One example of this is from a case where I represented a mother who, in addition to having a child with the father, purchased a home with him. Unfortunately, when I looked at the elements to see if we could establish a common-law marriage, there was no evidence in support.
It was easy enough to establish orders regarding the child. Unfortunately, disentangling her from the house could not be accomplished at the same time and had to be pursued in a different lawsuit. This was frustrating for her because the father was living in the house rent-free and was not paying any of the bills.
Why You May Want to Deny the Existence of a Common-Law Marriage
The main reason people want to prove that a common-law marriage exists is stuff or property. They want to divide up property that may have been acquired during the marriage.
That happens to also be the most common reason why someone wants to deny the existence of a common-law marriage. They want to avoid allowing their alleged spouse from getting community property rights over any of the property.
If the party with most of the property can prevent the existence of a common-law marriage being proven, then the alleged spouse has no rights to their property.
Proving Two People Are Common-Law Married
One of the biggest ways a common-law marriage is different than a ceremonial marriage is, if it is contested, the spouse alleging a marriage will need to put on proof.
If the marriage is contested, it may be necessary to have a mini-trial or evidentiary hearing on the existence of the marriage. If the jury or judge finds in favor of a marriage, then the divorce process will proceed as normal.

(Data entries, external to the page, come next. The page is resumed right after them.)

use serde::{Deserialize, Serialize};

/// One time component an alarm pattern can constrain.
///
/// `Second` is reserved: it has a range but alarm checks never query it.
#[derive(Debug, Clone, Copy, PartialEq, Eq, Hash, Serialize, Deserialize)]
pub enum TimeField {
    Second,
    Minute,
    Hour,
    Day,
    Month,
    Weekday,
    Year,
}

/// Inclusive valid range of a field, as `(min, max)`.
pub type FieldRange = (u32, u32);

/// Field order of an alarm pattern's tokens.
pub const PATTERN_FIELDS: [TimeField; 6] = [
    TimeField::Minute,
    TimeField::Hour,
    TimeField::Day,
    TimeField::Month,
    TimeField::Weekday,
    TimeField::Year,
];

impl TimeField {
    /// Valid inclusive range for this field.
    pub const fn range(self) -> FieldRange {
        match self {
            TimeField::Second => (0, 59),
            TimeField::Minute => (0, 59),
            TimeField::Hour => (0, 23),
            TimeField::Day => (1, 31),
            TimeField::Month => (1, 12),
            TimeField::Weekday => (1, 7),
            TimeField::Year => (1970, 2099),
        }
    }

    pub const fn min(self) -> u32 {
        self.range().0
    }

    pub const fn max(self) -> u32 {
        self.range().1
    }

    /// Coerce a literal into this field's range, saturating at the nearest bound.
    pub fn clamp(self, value: i64) -> u32 {
        let (min, max) = self.range();
        value.clamp(i64::from(min), i64::from(max)) as u32
    }

    /// Whether `?` is accepted as a wildcard for this field.
    pub const fn accepts_any_marker(self) -> bool {
        matches!(self, TimeField::Day | TimeField::Weekday)
    }
}

impl std::fmt::Display for TimeField {
    fn fmt(&self, f: &mut std::fmt::Formatter<'_>) -> std::fmt::Result {
        match self {
            TimeField::Second => write!(f, "second"),
            TimeField::Minute => write!(f, "minute"),
            TimeField::Hour => write!(f, "hour"),
            TimeField::Day => write!(f, "day"),
            TimeField::Month => write!(f, "month"),
            TimeField::Weekday => write!(f, "weekday"),
            TimeField::Year => write!(f, "year"),
        }
    }
}
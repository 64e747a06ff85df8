//! [`AlarmManager`] — owns, persists, and checks the alarm set.

use alarmtab_core::{Clock, Moment};
use tracing::{debug, info, warn};

use crate::codec::{self, CodecError};
use crate::matcher::alarm_matches;
use crate::store::Store;

use super::error::{ManagerError, Result};
use super::report::{AlarmReport, ReportEntry};

/// Manages a bounded, persisted set of alarm patterns.
///
/// The in-memory set is authoritative. Every successful
/// [`add`](AlarmManager::add), [`remove`](AlarmManager::remove) or
/// [`clear`](AlarmManager::clear) rewrites the table into the first
/// `max_length` bytes of the store. Not reentrant: callers sharing a manager
/// across execution contexts must serialize access themselves.
#[derive(Debug)]
pub struct AlarmManager<S, C> {
    alarms: Vec<String>,
    store: S,
    clock: C,
    max_length: usize,
}

impl<S: Store, C: Clock> AlarmManager<S, C> {
    /// Load the alarm table from `store`.
    ///
    /// An uninitialized store yields an empty table. A corrupted one is
    /// reported as [`CodecError::Unterminated`] or
    /// [`CodecError::InvalidRecord`].
    pub fn open(mut store: S, clock: C, max_length: usize) -> Result<Self> {
        check_region(&store, max_length)?;
        let alarms = codec::load(&mut store, max_length)?;
        info!(count = alarms.len(), max_length, "alarm table opened");
        Ok(Self {
            alarms,
            store,
            clock,
            max_length,
        })
    }

    /// Like [`open`](AlarmManager::open), but rewrites a corrupted table as
    /// empty instead of failing.
    pub fn open_or_reset(mut store: S, clock: C, max_length: usize) -> Result<Self> {
        check_region(&store, max_length)?;
        let alarms = match codec::load(&mut store, max_length) {
            Ok(alarms) => alarms,
            Err(e @ (CodecError::Unterminated { .. } | CodecError::InvalidRecord { .. })) => {
                warn!(max_length, error = %e, "alarm table corrupted, reinitializing");
                let empty: [&str; 0] = [];
                codec::save(&mut store, max_length, &empty)?;
                Vec::new()
            }
            Err(e) => return Err(e.into()),
        };
        info!(count = alarms.len(), max_length, "alarm table opened");
        Ok(Self {
            alarms,
            store,
            clock,
            max_length,
        })
    }

    // ── Mutations ───────────────────────────────────────────────────

    /// Append `value` and persist. Returns `false` if it was refused.
    pub fn add(&mut self, value: &str) -> bool {
        self.try_add(value).is_ok()
    }

    /// Append `value` and persist, naming the reason on refusal.
    pub fn try_add(&mut self, value: &str) -> Result<()> {
        if value.is_empty() || value.bytes().any(codec::is_sentinel) {
            return Err(ManagerError::InvalidPattern(value.to_string()));
        }

        // One extra byte for the record delimiter the new entry needs.
        let required = self.length() + value.len() + 1;
        if required > self.max_length {
            debug!(pattern = value, required, max_length = self.max_length, "alarm rejected: capacity");
            return Err(ManagerError::CapacityExceeded {
                required,
                max_length: self.max_length,
            });
        }
        if self.contains(value) {
            debug!(pattern = value, "alarm rejected: duplicate");
            return Err(ManagerError::DuplicateEntry(value.to_string()));
        }

        self.alarms.push(value.to_string());
        if let Err(e) = self.persist() {
            self.alarms.pop();
            return Err(e);
        }
        info!(pattern = value, count = self.alarms.len(), "alarm added");
        Ok(())
    }

    /// Remove the first alarm equal to `value` and persist. Returns `false`
    /// if nothing was removed.
    pub fn remove(&mut self, value: &str) -> bool {
        self.try_remove(value).is_ok()
    }

    /// Remove the first alarm equal to `value` and persist, naming the
    /// reason on refusal.
    pub fn try_remove(&mut self, value: &str) -> Result<()> {
        if self.alarms.is_empty() {
            return Err(ManagerError::Empty);
        }
        let index = self
            .alarms
            .iter()
            .position(|alarm| alarm == value)
            .ok_or_else(|| ManagerError::NotFound(value.to_string()))?;

        let removed = self.alarms.remove(index);
        if let Err(e) = self.persist() {
            self.alarms.insert(index, removed);
            return Err(e);
        }
        info!(pattern = value, count = self.alarms.len(), "alarm removed");
        Ok(())
    }

    /// Remove every alarm and persist. Returns `false` if already empty.
    pub fn clear(&mut self) -> bool {
        self.try_clear().is_ok()
    }

    /// Remove every alarm and persist, naming the reason on refusal.
    pub fn try_clear(&mut self) -> Result<()> {
        if self.alarms.is_empty() {
            return Err(ManagerError::Empty);
        }
        let previous = std::mem::take(&mut self.alarms);
        if let Err(e) = self.persist() {
            self.alarms = previous;
            return Err(e);
        }
        info!(removed = previous.len(), "alarm table cleared");
        Ok(())
    }

    fn persist(&mut self) -> Result<()> {
        let writes = codec::save(&mut self.store, self.max_length, &self.alarms)?;
        debug!(writes, bytes = self.length(), "alarm table persisted");
        Ok(())
    }

    // ── Checks ──────────────────────────────────────────────────────

    /// Whether any alarm matches the clock's current time.
    pub fn check(&self) -> bool {
        self.check_at(&self.clock.now())
    }

    /// Whether any alarm matches `now`.
    pub fn check_at(&self, now: &Moment) -> bool {
        self.first_match(now).is_some()
    }

    /// The first alarm, in insertion order, whose every field matches `now`.
    pub fn first_match(&self, now: &Moment) -> Option<&str> {
        self.alarms
            .iter()
            .map(String::as_str)
            .find(|alarm| alarm_matches(alarm, now))
    }

    // ── Accessors ───────────────────────────────────────────────────

    pub fn alarms(&self) -> &[String] {
        &self.alarms
    }

    pub fn len(&self) -> usize {
        self.alarms.len()
    }

    pub fn is_empty(&self) -> bool {
        self.alarms.is_empty()
    }

    pub fn contains(&self, value: &str) -> bool {
        self.alarms.iter().any(|alarm| alarm == value)
    }

    /// Bytes the persisted table occupies.
    pub fn length(&self) -> usize {
        codec::length(&self.alarms)
    }

    /// Bytes left in the reserved region.
    pub fn available(&self) -> usize {
        self.max_length.saturating_sub(self.length())
    }

    pub fn max_length(&self) -> usize {
        self.max_length
    }

    pub fn clock(&self) -> &C {
        &self.clock
    }

    pub fn store(&self) -> &S {
        &self.store
    }

    /// Mutable access to the store, e.g. to flush a file-backed image.
    pub fn store_mut(&mut self) -> &mut S {
        &mut self.store
    }

    pub fn into_store(self) -> S {
        self.store
    }

    /// Snapshot of the table for diagnostics.
    pub fn report(&self) -> AlarmReport {
        let total = self.length();
        AlarmReport {
            count: self.alarms.len(),
            entries: self
                .alarms
                .iter()
                .enumerate()
                .map(|(index, pattern)| ReportEntry {
                    index,
                    pattern: pattern.clone(),
                    length: pattern.len(),
                })
                .collect(),
            total,
            available: self.max_length.saturating_sub(total),
        }
    }
}

fn check_region<S: Store>(store: &S, max_length: usize) -> Result<()> {
    if max_length < 2 {
        return Err(ManagerError::Config(format!(
            "max_length {max_length} cannot hold an empty table"
        )));
    }
    if max_length > store.capacity() {
        return Err(ManagerError::Config(format!(
            "max_length {max_length} exceeds store capacity {}",
            store.capacity()
        )));
    }
    Ok(())
}
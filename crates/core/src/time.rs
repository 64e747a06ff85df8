//! Clock readings consumed by alarm checks.

use chrono::{DateTime, Datelike, Local, TimeZone, Timelike, Utc};
use serde::{Deserialize, Serialize};

use crate::error::CoreError;
use crate::field::TimeField;

/// A wall-clock reading at minute resolution.
///
/// `weekday` counts from Sunday = 1 through Saturday = 7.
#[derive(Debug, Clone, Copy, PartialEq, Eq, Hash, Serialize, Deserialize)]
pub struct Moment {
    pub minute: u32,
    pub hour: u32,
    pub day: u32,
    pub month: u32,
    pub weekday: u32,
    pub year: u32,
}

impl Moment {
    /// Build a moment, rejecting components outside their field range.
    pub fn new(
        minute: u32,
        hour: u32,
        day: u32,
        month: u32,
        weekday: u32,
        year: u32,
    ) -> Result<Self, CoreError> {
        let moment = Self {
            minute,
            hour,
            day,
            month,
            weekday,
            year,
        };
        for (field, value) in [
            (TimeField::Minute, minute),
            (TimeField::Hour, hour),
            (TimeField::Day, day),
            (TimeField::Month, month),
            (TimeField::Weekday, weekday),
            (TimeField::Year, year),
        ] {
            let (min, max) = field.range();
            if value < min || value > max {
                return Err(CoreError::Time(format!(
                    "{field} {value} outside {min}..={max}"
                )));
            }
        }
        Ok(moment)
    }

    /// Convert a chrono timestamp in any zone.
    pub fn from_datetime<Tz: TimeZone>(dt: &DateTime<Tz>) -> Self {
        Self {
            minute: dt.minute(),
            hour: dt.hour(),
            day: dt.day(),
            month: dt.month(),
            weekday: dt.weekday().number_from_sunday(),
            year: u32::try_from(dt.year()).unwrap_or(0),
        }
    }

    /// Component of this moment that `field` constrains.
    ///
    /// `Second` has no mapping at minute resolution.
    pub fn value_for(&self, field: TimeField) -> Option<u32> {
        match field {
            TimeField::Second => None,
            TimeField::Minute => Some(self.minute),
            TimeField::Hour => Some(self.hour),
            TimeField::Day => Some(self.day),
            TimeField::Month => Some(self.month),
            TimeField::Weekday => Some(self.weekday),
            TimeField::Year => Some(self.year),
        }
    }
}

impl std::fmt::Display for Moment {
    fn fmt(&self, f: &mut std::fmt::Formatter<'_>) -> std::fmt::Result {
        write!(
            f,
            "{:04}-{:02}-{:02} {:02}:{:02} (weekday {})",
            self.year, self.month, self.day, self.hour, self.minute, self.weekday
        )
    }
}

/// Source of the current time.
pub trait Clock {
    fn now(&self) -> Moment;
}

/// Reads the host clock, in local time or UTC.
#[derive(Debug, Clone, Copy, Default)]
pub struct SystemClock {
    utc: bool,
}

impl SystemClock {
    pub fn local() -> Self {
        Self { utc: false }
    }

    pub fn utc() -> Self {
        Self { utc: true }
    }

    pub fn is_utc(&self) -> bool {
        self.utc
    }
}

impl Clock for SystemClock {
    fn now(&self) -> Moment {
        if self.utc {
            Moment::from_datetime(&Utc::now())
        } else {
            Moment::from_datetime(&Local::now())
        }
    }
}

/// A clock frozen at one moment. Useful for tests and one-shot checks.
#[derive(Debug, Clone, Copy, PartialEq, Eq)]
pub struct FixedClock(pub Moment);

impl Clock for FixedClock {
    fn now(&self) -> Moment {
        self.0
    }
}
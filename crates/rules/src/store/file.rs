//! Store image persisted as a regular file.

use std::fs;
use std::io;
use std::path::{Path, PathBuf};

use tracing::{debug, info, warn};

use super::{Store, ERASED};

/// A store image backed by a file of exactly `capacity` bytes.
///
/// The image is read once on [`open`](FileStore::open). Writes update the
/// in-memory image; [`flush`](FileStore::flush) persists it when dirty.
#[derive(Debug)]
pub struct FileStore {
    path: PathBuf,
    bytes: Vec<u8>,
    dirty: bool,
    writes: usize,
}

impl FileStore {
    /// Open the image at `path`, creating an erased one if it does not exist.
    ///
    /// A short image is padded with erased bytes; a long one is truncated
    /// to `capacity`.
    pub fn open(path: impl AsRef<Path>, capacity: usize) -> io::Result<Self> {
        let path = path.as_ref().to_path_buf();
        let (bytes, dirty) = match fs::read(&path) {
            Ok(mut bytes) => {
                let dirty = bytes.len() != capacity;
                if dirty {
                    warn!(
                        path = %path.display(),
                        found = bytes.len(),
                        capacity,
                        "store image size mismatch, resizing"
                    );
                }
                bytes.resize(capacity, ERASED);
                (bytes, dirty)
            }
            Err(e) if e.kind() == io::ErrorKind::NotFound => {
                info!(path = %path.display(), capacity, "creating erased store image");
                (vec![ERASED; capacity], true)
            }
            Err(e) => return Err(e),
        };

        let mut store = Self {
            path,
            bytes,
            dirty,
            writes: 0,
        };
        store.flush()?;
        Ok(store)
    }

    /// Persist the image if anything changed since the last flush.
    pub fn flush(&mut self) -> io::Result<()> {
        if !self.dirty {
            return Ok(());
        }
        if let Some(parent) = self.path.parent() {
            if !parent.as_os_str().is_empty() {
                fs::create_dir_all(parent)?;
            }
        }
        fs::write(&self.path, &self.bytes)?;
        debug!(path = %self.path.display(), writes = self.writes, "store image flushed");
        self.dirty = false;
        Ok(())
    }

    pub fn path(&self) -> &Path {
        &self.path
    }

    pub fn is_dirty(&self) -> bool {
        self.dirty
    }

    /// Physical byte writes since the image was opened.
    pub fn writes(&self) -> usize {
        self.writes
    }
}

impl Store for FileStore {
    fn capacity(&self) -> usize {
        self.bytes.len()
    }

    fn read(&self, index: usize) -> u8 {
        self.bytes.get(index).copied().unwrap_or(ERASED)
    }

    fn write(&mut self, index: usize, value: u8) {
        match self.bytes.get_mut(index) {
            Some(slot) => {
                *slot = value;
                self.dirty = true;
                self.writes += 1;
            }
            None => warn!(index, capacity = self.bytes.len(), "write past store capacity dropped"),
        }
    }
}
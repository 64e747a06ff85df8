//! Cron-style field matching for alarm patterns.
//!
//! An alarm pattern is a space-separated list of field tokens in the order
//! `minute hour day month weekday [year]`. Each token is one of:
//!
//! - `*` — any value
//! - `?` — any value (day and weekday only)
//! - `n` — a single value, clamped into the field range
//! - `a-b` — an inclusive range, both bounds clamped; no wraparound
//! - `s/k` — every `k`-th value counted from 0 up to the field maximum
//! - a comma list of any of the above
//!
//! Malformed tokens never match; they are logged at debug level.

use std::num::IntErrorKind;

use alarmtab_core::{Moment, TimeField, PATTERN_FIELDS};
use tracing::debug;

#[cfg(test)]
mod tests;

/// Decide whether one field token matches the current value of `field`.
pub fn matches(pattern: &str, field: TimeField, current: u32) -> bool {
    if pattern.contains(',') {
        return pattern
            .split(',')
            .filter(|part| !part.is_empty())
            .any(|part| match_term(part, field, current));
    }
    match_term(pattern, field, current)
}

/// Decide whether every field of an alarm pattern matches `now`.
///
/// Tokens are separated by single spaces; a missing token counts as empty,
/// which only the trailing year field accepts. Tokens past the year are
/// ignored.
pub fn alarm_matches(alarm: &str, now: &Moment) -> bool {
    let mut tokens = alarm.split(' ');
    PATTERN_FIELDS.iter().all(|&field| {
        let token = tokens.next().unwrap_or("");
        match now.value_for(field) {
            Some(current) => matches(token, field, current),
            None => false,
        }
    })
}

/// Evaluate a token that contains no commas.
fn match_term(term: &str, field: TimeField, current: u32) -> bool {
    if term.is_empty() {
        return field == TimeField::Year;
    }
    if term == "*" {
        return true;
    }
    if term == "?" {
        return field.accepts_any_marker();
    }
    if let Some((start, interval)) = term.split_once('/') {
        return match_step(start, interval, field, current);
    }
    if let Some((start, end)) = term.split_once('-') {
        return match_range(start, end, field, current);
    }
    match parse_literal(term, field) {
        Some(value) => field.clamp(value) == current,
        None => false,
    }
}

fn match_step(start: &str, interval: &str, field: TimeField, current: u32) -> bool {
    let origin = if start.is_empty() || start == "*" {
        Some(field.min())
    } else {
        parse_literal(start, field).map(|s| field.clamp(s))
    };
    let Some(origin) = origin else {
        return false;
    };

    let step = match parse_literal(interval, field) {
        Some(k) if k > 0 => usize::try_from(k).unwrap_or(usize::MAX),
        _ => {
            debug!(field = %field, interval, "step interval must be a positive integer");
            return false;
        }
    };

    // The sequence always starts at 0; `origin` does not shift it.
    debug!(field = %field, origin, step, "evaluating step token");
    (0..=field.max()).step_by(step).any(|v| v == current)
}

fn match_range(start: &str, end: &str, field: TimeField, current: u32) -> bool {
    match (parse_literal(start, field), parse_literal(end, field)) {
        (Some(start), Some(end)) => {
            let start = field.clamp(start);
            let end = field.clamp(end);
            start <= current && current <= end
        }
        _ => false,
    }
}

/// Parse an integer token. Literals too large for `i64` saturate, so they
/// still clamp to the nearest field bound.
fn parse_literal(text: &str, field: TimeField) -> Option<i64> {
    match text.trim().parse::<i64>() {
        Ok(value) => Some(value),
        Err(e) if *e.kind() == IntErrorKind::PosOverflow => Some(i64::MAX),
        Err(e) if *e.kind() == IntErrorKind::NegOverflow => Some(i64::MIN),
        Err(e) => {
            debug!(field = %field, token = text, error = %e, "malformed pattern token");
            None
        }
    }
}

Some evidence of a common-law marriage could include:
- Filing a federal income tax return with the other person named as your spouse;
- Obtaining a life insurance policy and identifying the other party as your spouse and designating them as beneficiary;
- Purchasing a home or other real property where the deed is signed by you and the other person as husband and wife;
- Taking out a loan with the other person being identified as either your husband/wife;
- Sending cards or letters to the other party that state “from your loving husband,” or “to my loving wife;”
- Hosting or attending an event where you introduce the other person as your spouse;
- Your family members referring to a spouse as their son-in-law or daughter-in-law;
- Introducing the other person to your colleagues, neighbors, and/or friends as your husband/wife.
Does Texas Recognize Common-law marriages from Other States?
Maybe. To prove the existence of a marriage that purportedly occurred in another state or foreign country, the party alleging a marriage will need to perform a foreign-marriage analysis.
This is done by answering a series of questions aimed at determining whether Texas Law or the law of the foreign state or country applies and whether under that law, the requirements for proving up a marriage have been met.
These questions include:
- Were the marriage requirements met under the law of either state?
- Which state’s law controls?
- Texas Public Policy
- Full Faith & Credit Clause
If a Texas court refuses to recognize a foreign marriage because it violates Texas public policy, the parties to the foreign marriage can return to the state or country where the marriage took place and seek a divorce there.
Full Faith & Credit
Under the full faith and credit clause, each state must give full faith and credit to the judicial proceedings, public acts, and records of other states.
Some Texas courts have held that because marriage is not a judicial judgment and is more like a contract or a license, a marriage in one state has never been considered constitutionally entitled to automatic recognition in other states.